# Sick Degu, help!



## jason1981 (Jan 17, 2011)

Hi, we have 4 degus that are all normally very active, unfortunately our most Friendly and active Degu has start to get ill. She will not eat or drink and just finds a quite place and constantly lays on her belly resting her head on the floor and appear very weak when she moves. 
We took her to an emergency vet late last night, the vet took her temperature, looked in her mouth, listened to her heart and lungs and checked her body for any signs of abscess or infections. After about 30 minutes of examination she told us that everything seems fine, and gave us a syringe and some liquid food to feed her. We have tried to feed her with the syringe and it is a real struggle, we have only managed to get her to take 2-3ml since yesterday when she should be getting 2ml every 2-4 hours. 
All of today she been laying down barely moving and has had nothing at all to eat or drink apart from the 1ml we managed to force her to eat. We think we will take her back to a different vet tomorrow but if anyone has any advice it would be greatly appreciated.


----------



## Paws&Claws (Aug 29, 2009)

jason1981 said:


> Hi, we have 4 degus that are all normally very active, unfortunately our most Friendly and active Degu has start to get ill. She will not eat or drink and just finds a quite place and constantly lays on her belly resting her head on the floor and appear very weak when she moves.
> We took her to an emergency vet late last night, the vet took her temperature, looked in her mouth, listened to her heart and lungs and checked her body for any signs of abscess or infections. After about 30 minutes of examination she told us that everything seems fine, and gave us a syringe and some liquid food to feed her. We have tried to feed her with the syringe and it is a real struggle, we have only managed to get her to take 2-3ml since yesterday when she should be getting 2ml every 2-4 hours.
> All of today she been laying down barely moving and has had nothing at all to eat or drink apart from the 1ml we managed to force her to eat. We think we will take her back to a different vet tomorrow but if anyone has any advice it would be greatly appreciated.

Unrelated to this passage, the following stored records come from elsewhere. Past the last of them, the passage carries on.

//! Inbound control path.
//!
//! Operators send [`ControlUpdate`] batches through a [`ControlSender`]. Once
//! per iteration the loop drains everything pending with
//! [`ControlReceiver::drain`], merges it into one batch and hands it to
//! [`ControlState::apply`], which validates each value against the parameter
//! limits and reports what changed.
//!
//! ## Parameters
//!
//! | name                 | type   | default | limits     | handled by |
//! |----------------------|--------|---------|------------|------------|
//! | `exposure`           | float  | 1.0 ms  | 0.1 – 50   | source     |
//! | `framerate`          | float  | 150 Hz  | 10 – 700   | loop + source |
//! | `gain`               | float  | 1.0     | 0.1 – 12   | source     |
//! | `ring_buffer_length` | int    | 600     | 1 – 2000   | loop + source |
//! | `replay`             | bool   | false   |            | loop       |
//! | `replay_fps`         | float  | 15      | 0 – 500    | loop       |
//! | `paused`             | bool   | false   |            | loop       |
//! | `offset`             | int    | 0       | ≥ 0        | loop (+ file seek) |
//! | `roi`                | int[4] |         |            | source     |
//!
//! Names not listed are forwarded to the source untouched; the source decides
//! whether it supports them.

use crate::core::ParameterValue;
use crate::error::ControlError;
use crate::messages::ControlUpdate;
use std::time::Duration;
use tokio::sync::mpsc;
use tokio::sync::mpsc::error::TryRecvError;

/// Default near-zero wait when polling for control updates.
pub const DEFAULT_CONTROL_POLL_TIMEOUT: Duration = Duration::from_micros(100);

/// Inclusive `(min, max)` limits for control updates.
pub const EXPOSURE_LIMITS: (f64, f64) = (0.1, 50.0);
/// Framerate limits (Hz).
pub const FRAMERATE_LIMITS: (f64, f64) = (10.0, 700.0);
/// Gain limits.
pub const GAIN_LIMITS: (f64, f64) = (0.1, 12.0);
/// Ring buffer length limits (frames).
pub const RING_BUFFER_LENGTH_LIMITS: (f64, f64) = (1.0, 2000.0);
/// Replay rate limits (Hz); zero disables replay.
pub const REPLAY_FPS_LIMITS: (f64, f64) = (0.0, 500.0);

/// Default camera framerate (Hz).
pub const DEFAULT_FRAMERATE: f64 = 150.0;
/// Default ring buffer length (frames).
pub const DEFAULT_RING_BUFFER_LENGTH: usize = 600;
/// Default replay rate (Hz).
pub const DEFAULT_REPLAY_FPS: f64 = 15.0;

/// Create a connected control sender/receiver pair.
pub fn control_channel() -> (ControlSender, ControlReceiver) {
    let (tx, rx) = mpsc::unbounded_channel();
    (
        ControlSender { tx },
        ControlReceiver {
            rx,
            disconnected: false,
        },
    )
}

/// Operator side of the control channel. Cheap to clone.
#[derive(Clone, Debug)]
pub struct ControlSender {
    tx: mpsc::UnboundedSender<ControlUpdate>,
}

impl ControlSender {
    /// Queue a batch of changes for the next loop iteration.
    pub fn send(&self, update: ControlUpdate) -> Result<(), ControlError> {
        self.tx.send(update).map_err(|_| ControlError::Disconnected)
    }

    /// Queue a single parameter change.
    pub fn set(&self, name: &str, value: impl Into<ParameterValue>) -> Result<(), ControlError> {
        self.send(ControlUpdate::new().with(name, value))
    }
}

/// Loop side of the control channel.
#[derive(Debug)]
pub struct ControlReceiver {
    rx: mpsc::UnboundedReceiver<ControlUpdate>,
    disconnected: bool,
}

impl ControlReceiver {
    /// Collect every pending update into one batch.
    ///
    /// When the channel looks empty the receiver waits once for `timeout`
    /// before concluding there is nothing more; an update arriving in that
    /// window restarts the drain. Returns `None` if nothing was received.
    pub fn drain(&mut self, timeout: Duration) -> Option<ControlUpdate> {
        if self.disconnected {
            return None;
        }
        let mut batch: Option<ControlUpdate> = None;
        let mut waited = false;
        loop {
            match self.rx.try_recv() {
                Ok(update) => {
                    batch.get_or_insert_with(ControlUpdate::new).merge(update);
                    waited = false;
                }
                Err(TryRecvError::Empty) => {
                    if waited || timeout.is_zero() {
                        break;
                    }
                    std::thread::sleep(timeout);
                    waited = true;
                }
                Err(TryRecvError::Disconnected) => {
                    tracing::debug!("Control channel disconnected; no further updates");
                    self.disconnected = true;
                    break;
                }
            }
        }
        batch
    }

    /// True once every sender has been dropped and the backlog consumed.
    pub fn is_disconnected(&self) -> bool {
        self.disconnected
    }
}

fn expect_f64(name: &str, value: &ParameterValue, limits: (f64, f64)) -> Result<f64, ControlError> {
    let v = value.as_f64().ok_or_else(|| ControlError::WrongType {
        name: name.to_string(),
        expected: "number",
        value: value.to_string(),
    })?;
    if !v.is_finite() || v < limits.0 || v > limits.1 {
        return Err(ControlError::OutOfRange {
            name: name.to_string(),
            value: v,
            min: limits.0,
            max: limits.1,
        });
    }
    Ok(v)
}

fn expect_bool(name: &str, value: &ParameterValue) -> Result<bool, ControlError> {
    value.as_bool().ok_or_else(|| ControlError::WrongType {
        name: name.to_string(),
        expected: "bool",
        value: value.to_string(),
    })
}

fn expect_count(name: &str, value: &ParameterValue, limits: (f64, f64)) -> Result<usize, ControlError> {
    let v = value
        .as_i64()
        .ok_or_else(|| ControlError::WrongType {
            name: name.to_string(),
            expected: "integer",
            value: value.to_string(),
        })?;
    if (v as f64) < limits.0 || (v as f64) > limits.1 {
        return Err(ControlError::OutOfRange {
            name: name.to_string(),
            value: v as f64,
            min: limits.0,
            max: limits.1,
        });
    }
    usize::try_from(v).map_err(|_| ControlError::OutOfRange {
        name: name.to_string(),
        value: v as f64,
        min: limits.0,
        max: limits.1,
    })
}

/// Check a control value against its limits.
///
/// Returns the normalized value. Names without limits pass through unchanged.
pub fn validate(name: &str, value: &ParameterValue) -> Result<ParameterValue, ControlError> {
    Ok(match name {
        "exposure" => expect_f64(name, value, EXPOSURE_LIMITS)?.into(),
        "framerate" => expect_f64(name, value, FRAMERATE_LIMITS)?.into(),
        "gain" => expect_f64(name, value, GAIN_LIMITS)?.into(),
        "replay_fps" => expect_f64(name, value, REPLAY_FPS_LIMITS)?.into(),
        "ring_buffer_length" => expect_count(name, value, RING_BUFFER_LENGTH_LIMITS)?.into(),
        "offset" => expect_count(name, value, (0.0, f64::MAX))?.into(),
        "paused" | "replay" => expect_bool(name, value)?.into(),
        "roi" => {
            let values = value.as_int_array().filter(|v| v.len() == 4).ok_or_else(|| {
                ControlError::WrongType {
                    name: name.to_string(),
                    expected: "four integers",
                    value: value.to_string(),
                }
            })?;
            ParameterValue::IntArray(values)
        }
        _ => value.clone(),
    })
}

/// Loop-level interpretation of the control parameters.
#[derive(Clone, Debug, PartialEq)]
pub struct ControlState {
    /// Live/paused pacing target (Hz)
    pub framerate: f64,
    /// Replay requested
    pub replay: bool,
    /// Replay pacing target (Hz); zero disables replay
    pub replay_fps: f64,
    /// Pause requested (wins over replay)
    pub paused: bool,
    /// Replay/file start offset (frames)
    pub offset: usize,
    /// Ring buffer capacity (frames)
    pub ring_buffer_length: usize,
}

impl Default for ControlState {
    fn default() -> Self {
        Self {
            framerate: DEFAULT_FRAMERATE,
            replay: false,
            replay_fps: DEFAULT_REPLAY_FPS,
            paused: false,
            offset: 0,
            ring_buffer_length: DEFAULT_RING_BUFFER_LENGTH,
        }
    }
}

/// What one [`ControlState::apply`] call changed.
#[derive(Debug, Default)]
pub struct AppliedControl {
    /// `framerate` was accepted with a new value
    pub framerate_changed: bool,
    /// `replay_fps` was accepted with a new value
    pub replay_fps_changed: bool,
    /// New offset, only when it differs from the previous one
    pub offset_changed: Option<usize>,
    /// New ring buffer length, only when it differs from the previous one
    pub ring_buffer_length_changed: Option<usize>,
    /// Validated values for the frame source, in name order
    pub forwarded: Vec<(String, ParameterValue)>,
    /// Values refused by validation
    pub rejected: Vec<ControlError>,
}

impl ControlState {
    /// Apply a batch atomically: every accepted value is applied, rejected
    /// values leave the previous state untouched.
    pub fn apply(&mut self, update: &ControlUpdate) -> AppliedControl {
        let mut applied = AppliedControl::default();
        for (name, raw) in update.iter() {
            let value = match validate(name, raw) {
                Ok(v) => v,
                Err(err) => {
                    applied.rejected.push(err);
                    continue;
                }
            };
            match name {
                "paused" => self.paused = value.as_bool().unwrap_or(self.paused),
                "replay" => self.replay = value.as_bool().unwrap_or(self.replay),
                "replay_fps" => {
                    let fps = value.as_f64().unwrap_or(self.replay_fps);
                    applied.replay_fps_changed |= fps != self.replay_fps;
                    self.replay_fps = fps;
                }
                "offset" => {
                    let offset = value.as_i64().map_or(self.offset, |v| v as usize);
                    if offset != self.offset {
                        self.offset = offset;
                        applied.offset_changed = Some(offset);
                    }
                }
                "framerate" => {
                    let rate = value.as_f64().unwrap_or(self.framerate);
                    applied.framerate_changed |= rate != self.framerate;
                    self.framerate = rate;
                    applied.forwarded.push((name.to_string(), value));
                }
                "ring_buffer_length" => {
                    let len = value.as_i64().map_or(self.ring_buffer_length, |v| v as usize);
                    if len != self.ring_buffer_length {
                        self.ring_buffer_length = len;
                        applied.ring_buffer_length_changed = Some(len);
                    }
                    applied.forwarded.push((name.to_string(), value));
                }
                _ => applied.forwarded.push((name.to_string(), value)),
            }
        }
        applied
    }

    /// True when replay is both requested and has a positive rate.
    pub fn replay_active(&self) -> bool {
        self.replay && self.replay_fps > 0.0
    }
}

GET HER TO A PROPER EXOTICS ANIMAL VET!!!!

She sounds like a very poorly degu and you really need special treatment. If you havent been able to feed her you should have told the vet as soon as you were giving the first feed! She will need liquids NOW! x


----------



## PurpleCrow (Mar 22, 2009)

Vets! Now!

She needs fluids, without them she *will die* no matter what else you do for her.


----------



## jason1981 (Jan 17, 2011)

Have manages to get at least 5-6 ml in her this afternoon and evening, gotta get her to the vet again tomorrow, will feed her more liquid through the night too.


----------